3 Emotional Labor: The Invisible Work Shaping Our Lives and How to Claim Our Power by Rose Hackman (Flatiron Books)

Sitting around complaining and pitying yourself is not work. Simply being present in a workplace is not work. Being present in a workplace and deciding not to be a raging A-hole is not work. Work is work.

2 The Peacemaker: Nixon: The Man, President, and My Friend by Ben Stein (Humanix Books)

Richard Nixon doubled the carnage in Vietnam. Richard Nixon carpet-bombed Laos. Richard Nixon carpet-bombed Cambodia.

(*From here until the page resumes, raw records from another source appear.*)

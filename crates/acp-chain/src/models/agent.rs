use serde::{Deserialize, Serialize};
use serde_json::Value;

/// What an endpoint advertises about one of its agents
#[derive(Debug, Clone, PartialEq, Serialize, Deserialize)]
pub struct AgentManifest {
    pub name: String,
    #[serde(default, skip_serializing_if = "Option::is_none")]
    pub description: Option<String>,
    #[serde(default, skip_serializing_if = "Option::is_none")]
    pub metadata: Option<Value>,
}

impl AgentManifest {
    pub fn new<S: Into<String>>(name: S) -> Self {
        AgentManifest {
            name: name.into(),
            description: None,
            metadata: None,
        }
    }

    pub fn with_description<S: Into<String>>(mut self, description: S) -> Self {
        self.description = Some(description.into());
        self
    }
}

/// Body of `GET /agents`
#[derive(Debug, Clone, PartialEq, Serialize, Deserialize)]
pub struct AgentsListResponse {
    pub agents: Vec<AgentManifest>,
}
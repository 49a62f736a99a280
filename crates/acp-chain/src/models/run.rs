use serde::{Deserialize, Serialize};

use super::message::Message;

#[derive(Debug, Clone, Copy, PartialEq, Eq, Serialize, Deserialize, Default)]
#[serde(rename_all = "lowercase")]
pub enum RunMode {
    #[default]
    Sync,
    Async,
    Stream,
}

#[derive(Debug, Clone, Copy, PartialEq, Eq, Serialize, Deserialize)]
#[serde(rename_all = "kebab-case")]
pub enum RunStatus {
    Created,
    InProgress,
    Awaiting,
    Cancelling,
    Cancelled,
    Completed,
    Failed,
}

/// Body of `POST /runs`
#[derive(Debug, Clone, PartialEq, Serialize, Deserialize)]
pub struct RunCreateRequest {
    pub agent_name: String,
    pub input: Vec<Message>,
    #[serde(default)]
    pub mode: RunMode,
}

impl RunCreateRequest {
    /// A synchronous run with a single text input
    pub fn sync_text<A: Into<String>, S: Into<String>>(agent_name: A, input: S) -> Self {
        RunCreateRequest {
            agent_name: agent_name.into(),
            input: vec![Message::user().with_text(input)],
            mode: RunMode::Sync,
        }
    }
}

/// Error object used both inside a failed run and as an HTTP error body
#[derive(Debug, Clone, PartialEq, Serialize, Deserialize)]
pub struct AcpError {
    pub code: String,
    pub message: String,
}

/// The run envelope a server answers a synchronous run with
#[derive(Debug, Clone, PartialEq, Serialize, Deserialize)]
pub struct Run {
    pub agent_name: String,
    #[serde(default, skip_serializing_if = "Option::is_none")]
    pub run_id: Option<String>,
    pub status: RunStatus,
    #[serde(default)]
    pub output: Vec<Message>,
    #[serde(default, skip_serializing_if = "Option::is_none")]
    pub error: Option<AcpError>,
}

1 Spare by Prince Harry (Random House)

Even on a list that calls Richard Nixon a peacemaker or that says killing animals is the best way to save them, the sheer Vesuvius of gaslighting in the publishing world in 2023 must certainly go to this, the worst book of the year, in which the handsome and fabulously wealthy Duke of Sussex works hard (through his ghostwriter, that is) to convince readers that he's a poor little-lamb being victimized, first by his family, then by the paparazzi, and now by the general population of commoners who are snickering at his idiotic whining rather than applauding it.